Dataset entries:
┌──

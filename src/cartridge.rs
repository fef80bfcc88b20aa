/*!
Cartridge ROM and BIOS image containers.

Features:
- Validate and hold a raw cartridge image (up to 512 KiB; the largest
  released cartridges are 512 KiB multi-game collections)
- Validate and hold a 4 KiB BIOS image; shorter files are zero-padded to
  the full mirror size
- Reads past the end of a cartridge image return open-bus 0xFF, so bank
  selects beyond the image are harmless

The core only ever sees raw byte arrays; archive extraction and file-dialog
plumbing belong to the host. `from_file` is a convenience for raw binary
images.
*/

use std::fs;
use std::path::Path;

/// Largest supported cartridge image.
pub const MAX_ROM_SIZE: usize = 512 * 1024;

/// Exact size of the BIOS mirror.
pub const BIOS_SIZE: usize = 4096;

#[derive(Debug)]
pub struct Cartridge {
    data: Vec<u8>,
}

impl Cartridge {
    /// Take ownership of a raw cartridge image.
    pub fn from_bytes(data: &[u8]) -> Result<Self, String> {
        if data.len() > MAX_ROM_SIZE {
            return Err(format!(
                "Cartridge image is {} bytes; the largest supported image is {} bytes",
                data.len(),
                MAX_ROM_SIZE
            ));
        }
        Ok(Self {
            data: data.to_vec(),
        })
    }

    /// Load a raw binary cartridge image from disk.
    pub fn from_file<P: AsRef<Path>>(path: P) -> Result<Self, String> {
        let bytes = fs::read(path).map_err(|e| format!("Failed to read cartridge file: {e}"))?;
        Self::from_bytes(&bytes)
    }

    /// Byte at `offset` into the image; out-of-image reads are open bus.
    #[inline]
    pub fn read(&self, offset: usize) -> u8 {
        self.data.get(offset).copied().unwrap_or(0xFF)
    }

    pub fn len(&self) -> usize {
        self.data.len()
    }

    pub fn is_empty(&self) -> bool {
        self.data.is_empty()
    }
}

#[derive(Debug)]
pub struct Bios {
    data: [u8; BIOS_SIZE],
}

impl Bios {
    /// Take ownership of a BIOS image, zero-padding to the full 4 KiB.
    pub fn from_bytes(data: &[u8]) -> Result<Self, String> {
        if data.len() > BIOS_SIZE {
            return Err(format!(
                "BIOS image is {} bytes; expected at most {} bytes",
                data.len(),
                BIOS_SIZE
            ));
        }
        let mut padded = [0u8; BIOS_SIZE];
        padded[..data.len()].copy_from_slice(data);
        Ok(Self { data: padded })
    }

    /// Load a raw binary BIOS image from disk.
    pub fn from_file<P: AsRef<Path>>(path: P) -> Result<Self, String> {
        let bytes = fs::read(path).map_err(|e| format!("Failed to read BIOS file: {e}"))?;
        Self::from_bytes(&bytes)
    }

    pub fn bytes(&self) -> &[u8; BIOS_SIZE] {
        &self.data
    }
}
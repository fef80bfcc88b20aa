//! Windowed frontend (feature `display`): winit window + pixels surface.
//!
//! Usage: `gamate <rom.bin> <bios.bin>`
//!
//! Key map: arrows = d-pad, A = A, S = B, Q = Start, W = Select,
//! Escape quits. With the `screenshot` feature, P saves `frame.png`.

#[cfg(feature = "display")]
mod frontend {
    use std::sync::Arc;
    use std::time::{Duration, Instant};

    use pixels::{Pixels, SurfaceTexture};
    use winit::application::ApplicationHandler;
    use winit::dpi::LogicalSize;
    use winit::event::{ElementState, WindowEvent};
    use winit::event_loop::{ActiveEventLoop, ControlFlow, EventLoop};
    use winit::keyboard::{KeyCode, PhysicalKey};
    use winit::window::{Window, WindowId};

    use gamate::controller::Button;
    use gamate::lcd::{HEIGHT, WIDTH};
    use gamate::machine::{FrameResult, Machine};

    const SCALE: u32 = 4;
    // The LCD refreshes a little above standard video rates.
    const FRAME_TIME: Duration = Duration::from_nanos(1_000_000_000 / 68);

    struct App {
        machine: Machine,
        window: Option<Arc<Window>>,
        pixels: Option<Pixels<'static>>,
        last_frame: Instant,
    }

    impl App {
        fn new(machine: Machine) -> Self {
            Self {
                machine,
                window: None,
                pixels: None,
                last_frame: Instant::now(),
            }
        }

        fn handle_key(&mut self, event_loop: &ActiveEventLoop, code: KeyCode, pressed: bool) {
            let controller = &mut self.machine.bus.controller;
            match code {
                KeyCode::ArrowUp => controller.set_button(Button::Up, pressed),
                KeyCode::ArrowDown => controller.set_button(Button::Down, pressed),
                KeyCode::ArrowLeft => controller.set_button(Button::Left, pressed),
                KeyCode::ArrowRight => controller.set_button(Button::Right, pressed),
                KeyCode::KeyA => controller.set_button(Button::A, pressed),
                KeyCode::KeyS => controller.set_button(Button::B, pressed),
                KeyCode::KeyQ => controller.set_button(Button::Start, pressed),
                KeyCode::KeyW => controller.set_button(Button::Select, pressed),
                KeyCode::Escape if pressed => {
                    self.machine.request_quit();
                    event_loop.exit();
                }
                #[cfg(feature = "screenshot")]
                KeyCode::KeyP if pressed => {
                    if let Err(e) = gamate::screenshot::save_png(
                        "frame.png",
                        self.machine.framebuffer(),
                        WIDTH as u32,
                        HEIGHT as u32,
                    ) {
                        eprintln!("{e}");
                    }
                }
                _ => {}
            }
        }
    }

    impl ApplicationHandler for App {
        fn resumed(&mut self, event_loop: &ActiveEventLoop) {
            let size = LogicalSize::new((WIDTH as u32 * SCALE) as f64, (HEIGHT as u32 * SCALE) as f64);
            let window = Arc::new(
                event_loop
                    .create_window(
                        Window::default_attributes()
                            .with_title("Gamate")
                            .with_inner_size(size),
                    )
                    .expect("Failed to create window"),
            );

            let inner = window.inner_size();
            let surface_texture = SurfaceTexture::new(inner.width, inner.height, window.clone());
            let pixels = Pixels::new(WIDTH as u32, HEIGHT as u32, surface_texture)
                .expect("Failed to create pixel surface");

            self.window = Some(window);
            self.pixels = Some(pixels);
        }

        fn window_event(
            &mut self,
            event_loop: &ActiveEventLoop,
            _window_id: WindowId,
            event: WindowEvent,
        ) {
            match event {
                WindowEvent::CloseRequested => {
                    self.machine.request_quit();
                    event_loop.exit();
                }
                WindowEvent::Resized(size) => {
                    if let Some(pixels) = self.pixels.as_mut() {
                        if pixels.resize_surface(size.width, size.height).is_err() {
                            event_loop.exit();
                        }
                    }
                }
                WindowEvent::KeyboardInput { event, .. } => {
                    if let PhysicalKey::Code(code) = event.physical_key {
                        self.handle_key(event_loop, code, event.state == ElementState::Pressed);
                    }
                }
                WindowEvent::RedrawRequested => {
                    // Pace the emulation to the LCD refresh.
                    let elapsed = self.last_frame.elapsed();
                    if elapsed < FRAME_TIME {
                        std::thread::sleep(FRAME_TIME - elapsed);
                    }
                    self.last_frame = Instant::now();

                    match self.machine.run_frame() {
                        FrameResult::Quit => {
                            event_loop.exit();
                            return;
                        }
                        FrameResult::Presented(_) => {}
                    }

                    if let Some(pixels) = self.pixels.as_mut() {
                        for (dst, src) in pixels
                            .frame_mut()
                            .chunks_exact_mut(4)
                            .zip(self.machine.framebuffer())
                        {
                            dst.copy_from_slice(&src.to_le_bytes());
                        }
                        if pixels.render().is_err() {
                            event_loop.exit();
                        }
                    }
                }
                _ => {}
            }
        }

        fn about_to_wait(&mut self, _event_loop: &ActiveEventLoop) {
            if let Some(window) = &self.window {
                window.request_redraw();
            }
        }
    }

    pub fn run() {
        let mut args = std::env::args().skip(1);
        let (Some(rom_path), Some(bios_path)) = (args.next(), args.next()) else {
            eprintln!("Usage: gamate <rom.bin> <bios.bin>");
            std::process::exit(2);
        };

        let rom = std::fs::read(&rom_path)
            .unwrap_or_else(|e| panic!("Could not open ROM file {rom_path}: {e}"));
        let bios = std::fs::read(&bios_path)
            .unwrap_or_else(|e| panic!("Could not open BIOS file {bios_path}: {e}"));

        let mut machine = Machine::new();
        machine.load_rom(&rom).expect("ROM image rejected");
        machine.load_bios(&bios).expect("BIOS image rejected");
        machine.reset(false);

        let event_loop = EventLoop::new().expect("Failed to create event loop");
        event_loop.set_control_flow(ControlFlow::Poll);

        let mut app = App::new(machine);
        event_loop.run_app(&mut app).expect("Event loop error");
    }
}

#[cfg(feature = "display")]
fn main() {
    frontend::run();
}

#[cfg(not(feature = "display"))]
fn main() {
    eprintln!("gamate was built without a frontend; rebuild with --features display");
}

└──

> Activity
Match on "display" and report each line of the data above that has it.

> Solution to the exercise
//! Windowed frontend (feature `display`): winit window + pixels surface.
#[cfg(feature = "display")]
#[cfg(feature = "display")]
#[cfg(not(feature = "display"))]
    eprintln!("gamate was built without a frontend; rebuild with --features display");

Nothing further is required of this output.